[Collected data]
= Beginning of Section =

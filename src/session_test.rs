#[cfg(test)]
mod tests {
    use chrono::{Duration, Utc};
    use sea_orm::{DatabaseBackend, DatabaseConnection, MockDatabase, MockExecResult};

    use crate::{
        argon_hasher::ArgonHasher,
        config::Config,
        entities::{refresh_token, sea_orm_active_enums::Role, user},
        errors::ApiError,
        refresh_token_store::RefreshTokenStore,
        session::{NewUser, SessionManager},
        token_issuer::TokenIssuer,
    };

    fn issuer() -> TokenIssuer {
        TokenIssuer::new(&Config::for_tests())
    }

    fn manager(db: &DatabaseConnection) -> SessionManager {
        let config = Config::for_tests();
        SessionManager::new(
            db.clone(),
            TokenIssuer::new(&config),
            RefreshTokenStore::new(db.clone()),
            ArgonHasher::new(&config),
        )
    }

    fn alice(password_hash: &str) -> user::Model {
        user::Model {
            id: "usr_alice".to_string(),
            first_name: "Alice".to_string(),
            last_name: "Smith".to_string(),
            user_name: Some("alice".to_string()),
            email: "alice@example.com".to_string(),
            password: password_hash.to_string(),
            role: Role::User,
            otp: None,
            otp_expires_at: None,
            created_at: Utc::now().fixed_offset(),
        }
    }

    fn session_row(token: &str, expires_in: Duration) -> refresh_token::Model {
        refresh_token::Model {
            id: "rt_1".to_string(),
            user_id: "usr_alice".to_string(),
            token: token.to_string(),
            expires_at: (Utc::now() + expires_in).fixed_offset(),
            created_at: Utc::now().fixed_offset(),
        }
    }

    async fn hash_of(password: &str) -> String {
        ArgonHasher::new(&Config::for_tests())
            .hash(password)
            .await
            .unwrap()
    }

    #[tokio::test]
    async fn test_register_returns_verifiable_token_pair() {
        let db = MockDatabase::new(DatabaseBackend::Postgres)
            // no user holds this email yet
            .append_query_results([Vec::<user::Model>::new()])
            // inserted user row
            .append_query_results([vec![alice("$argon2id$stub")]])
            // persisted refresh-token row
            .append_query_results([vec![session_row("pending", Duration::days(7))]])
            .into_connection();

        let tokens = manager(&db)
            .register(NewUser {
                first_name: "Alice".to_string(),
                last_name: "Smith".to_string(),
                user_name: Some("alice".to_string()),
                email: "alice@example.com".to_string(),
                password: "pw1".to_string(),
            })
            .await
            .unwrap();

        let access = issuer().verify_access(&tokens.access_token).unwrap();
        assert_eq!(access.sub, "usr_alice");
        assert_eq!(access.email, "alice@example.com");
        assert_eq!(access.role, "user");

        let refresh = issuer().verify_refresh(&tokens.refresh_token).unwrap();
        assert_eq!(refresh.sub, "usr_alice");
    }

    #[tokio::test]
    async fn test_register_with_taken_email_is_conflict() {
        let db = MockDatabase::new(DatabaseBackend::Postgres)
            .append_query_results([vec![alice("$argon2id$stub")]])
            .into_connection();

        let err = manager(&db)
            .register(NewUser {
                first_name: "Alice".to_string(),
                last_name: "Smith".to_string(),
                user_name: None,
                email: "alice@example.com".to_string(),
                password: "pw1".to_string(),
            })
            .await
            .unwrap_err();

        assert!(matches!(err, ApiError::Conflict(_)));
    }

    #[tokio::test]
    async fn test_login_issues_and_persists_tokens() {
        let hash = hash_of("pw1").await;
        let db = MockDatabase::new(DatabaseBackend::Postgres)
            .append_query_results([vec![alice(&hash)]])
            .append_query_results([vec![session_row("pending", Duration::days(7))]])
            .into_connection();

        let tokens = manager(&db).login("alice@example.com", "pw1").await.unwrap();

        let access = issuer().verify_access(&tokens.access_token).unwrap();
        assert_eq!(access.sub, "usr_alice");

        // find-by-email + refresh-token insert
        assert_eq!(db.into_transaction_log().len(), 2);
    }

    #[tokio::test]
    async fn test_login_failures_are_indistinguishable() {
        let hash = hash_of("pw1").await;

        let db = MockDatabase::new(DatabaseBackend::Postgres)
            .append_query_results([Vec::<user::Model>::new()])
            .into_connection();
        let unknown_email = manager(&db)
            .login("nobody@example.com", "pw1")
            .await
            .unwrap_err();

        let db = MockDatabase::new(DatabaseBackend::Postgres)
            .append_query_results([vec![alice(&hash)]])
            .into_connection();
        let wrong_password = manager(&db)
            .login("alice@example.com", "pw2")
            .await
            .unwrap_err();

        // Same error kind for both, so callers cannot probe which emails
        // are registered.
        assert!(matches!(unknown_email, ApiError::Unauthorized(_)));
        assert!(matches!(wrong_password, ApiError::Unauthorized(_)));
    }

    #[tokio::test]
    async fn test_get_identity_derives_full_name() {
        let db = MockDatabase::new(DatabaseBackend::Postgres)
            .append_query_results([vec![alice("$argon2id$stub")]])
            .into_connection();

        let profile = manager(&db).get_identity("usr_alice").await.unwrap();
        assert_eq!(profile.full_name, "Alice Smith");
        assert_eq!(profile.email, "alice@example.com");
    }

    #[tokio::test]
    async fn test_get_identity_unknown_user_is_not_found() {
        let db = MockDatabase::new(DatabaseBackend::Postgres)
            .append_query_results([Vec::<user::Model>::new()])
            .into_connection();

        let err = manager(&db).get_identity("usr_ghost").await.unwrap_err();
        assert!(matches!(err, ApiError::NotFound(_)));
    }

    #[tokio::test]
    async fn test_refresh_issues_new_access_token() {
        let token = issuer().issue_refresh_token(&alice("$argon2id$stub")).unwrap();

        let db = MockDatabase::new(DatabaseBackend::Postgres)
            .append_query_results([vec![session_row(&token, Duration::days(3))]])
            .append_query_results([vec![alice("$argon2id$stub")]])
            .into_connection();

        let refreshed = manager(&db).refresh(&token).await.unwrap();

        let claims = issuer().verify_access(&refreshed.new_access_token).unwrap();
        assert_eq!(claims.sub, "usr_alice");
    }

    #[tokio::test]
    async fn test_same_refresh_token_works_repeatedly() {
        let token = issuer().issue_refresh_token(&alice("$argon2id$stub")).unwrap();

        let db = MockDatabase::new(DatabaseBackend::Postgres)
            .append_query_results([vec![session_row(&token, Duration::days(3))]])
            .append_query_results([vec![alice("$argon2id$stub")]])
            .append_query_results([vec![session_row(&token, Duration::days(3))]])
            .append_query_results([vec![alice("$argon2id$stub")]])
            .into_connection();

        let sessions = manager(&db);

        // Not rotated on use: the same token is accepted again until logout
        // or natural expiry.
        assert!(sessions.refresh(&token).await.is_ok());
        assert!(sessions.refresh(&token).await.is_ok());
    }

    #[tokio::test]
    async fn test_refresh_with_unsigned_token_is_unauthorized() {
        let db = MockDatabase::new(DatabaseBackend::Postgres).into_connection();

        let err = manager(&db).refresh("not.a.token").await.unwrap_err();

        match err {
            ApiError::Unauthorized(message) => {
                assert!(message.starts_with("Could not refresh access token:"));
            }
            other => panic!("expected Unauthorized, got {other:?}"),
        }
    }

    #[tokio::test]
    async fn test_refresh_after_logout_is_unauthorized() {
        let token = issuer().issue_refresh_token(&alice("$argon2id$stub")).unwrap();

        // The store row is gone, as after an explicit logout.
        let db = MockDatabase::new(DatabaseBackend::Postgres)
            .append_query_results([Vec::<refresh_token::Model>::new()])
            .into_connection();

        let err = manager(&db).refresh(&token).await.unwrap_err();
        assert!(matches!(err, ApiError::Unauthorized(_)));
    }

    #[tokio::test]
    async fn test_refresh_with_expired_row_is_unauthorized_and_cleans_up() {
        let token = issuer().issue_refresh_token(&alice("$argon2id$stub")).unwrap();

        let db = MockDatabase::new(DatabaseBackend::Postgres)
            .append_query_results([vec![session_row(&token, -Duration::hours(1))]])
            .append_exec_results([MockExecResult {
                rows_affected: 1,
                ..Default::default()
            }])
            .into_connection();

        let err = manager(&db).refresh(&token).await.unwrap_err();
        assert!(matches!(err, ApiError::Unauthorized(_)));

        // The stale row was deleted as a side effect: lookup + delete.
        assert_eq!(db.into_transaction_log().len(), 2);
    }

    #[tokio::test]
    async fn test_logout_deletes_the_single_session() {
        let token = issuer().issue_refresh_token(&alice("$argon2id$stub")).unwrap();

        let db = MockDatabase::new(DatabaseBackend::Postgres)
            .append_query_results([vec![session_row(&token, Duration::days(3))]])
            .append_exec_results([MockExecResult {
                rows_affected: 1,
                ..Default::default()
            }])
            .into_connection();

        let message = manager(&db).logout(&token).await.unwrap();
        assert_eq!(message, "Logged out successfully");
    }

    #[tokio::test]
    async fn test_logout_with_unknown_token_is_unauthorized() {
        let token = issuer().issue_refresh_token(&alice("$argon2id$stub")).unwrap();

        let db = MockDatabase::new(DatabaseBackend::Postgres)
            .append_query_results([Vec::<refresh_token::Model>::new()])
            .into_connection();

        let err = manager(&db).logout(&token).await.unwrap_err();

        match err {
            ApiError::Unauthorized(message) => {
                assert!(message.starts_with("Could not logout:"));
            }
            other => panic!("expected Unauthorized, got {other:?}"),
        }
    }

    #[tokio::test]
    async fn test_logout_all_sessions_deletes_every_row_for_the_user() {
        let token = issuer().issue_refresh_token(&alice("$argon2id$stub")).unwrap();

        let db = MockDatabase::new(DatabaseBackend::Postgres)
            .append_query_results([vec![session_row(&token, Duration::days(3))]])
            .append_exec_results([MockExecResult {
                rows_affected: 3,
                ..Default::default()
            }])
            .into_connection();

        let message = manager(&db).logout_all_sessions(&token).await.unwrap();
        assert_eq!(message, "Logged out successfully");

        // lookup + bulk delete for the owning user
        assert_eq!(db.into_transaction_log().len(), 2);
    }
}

= End of Section =
= Beginning of Section =

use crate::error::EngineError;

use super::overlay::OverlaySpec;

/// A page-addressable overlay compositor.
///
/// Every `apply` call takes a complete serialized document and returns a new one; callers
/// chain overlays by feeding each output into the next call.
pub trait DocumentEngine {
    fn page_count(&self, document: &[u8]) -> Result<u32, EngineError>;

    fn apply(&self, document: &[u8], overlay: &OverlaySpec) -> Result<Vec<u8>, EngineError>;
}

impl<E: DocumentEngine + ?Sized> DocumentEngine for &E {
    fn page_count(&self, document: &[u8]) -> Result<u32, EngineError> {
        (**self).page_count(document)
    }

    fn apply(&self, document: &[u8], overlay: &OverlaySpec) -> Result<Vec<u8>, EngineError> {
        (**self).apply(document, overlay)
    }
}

= End of Section =

■ **DIRECTIONS FOR THIS TASK**: Work out how many lines in the records above contain the word "ApiError", and reply with that number alone.

■ **RESULT OF THE TASK**: 9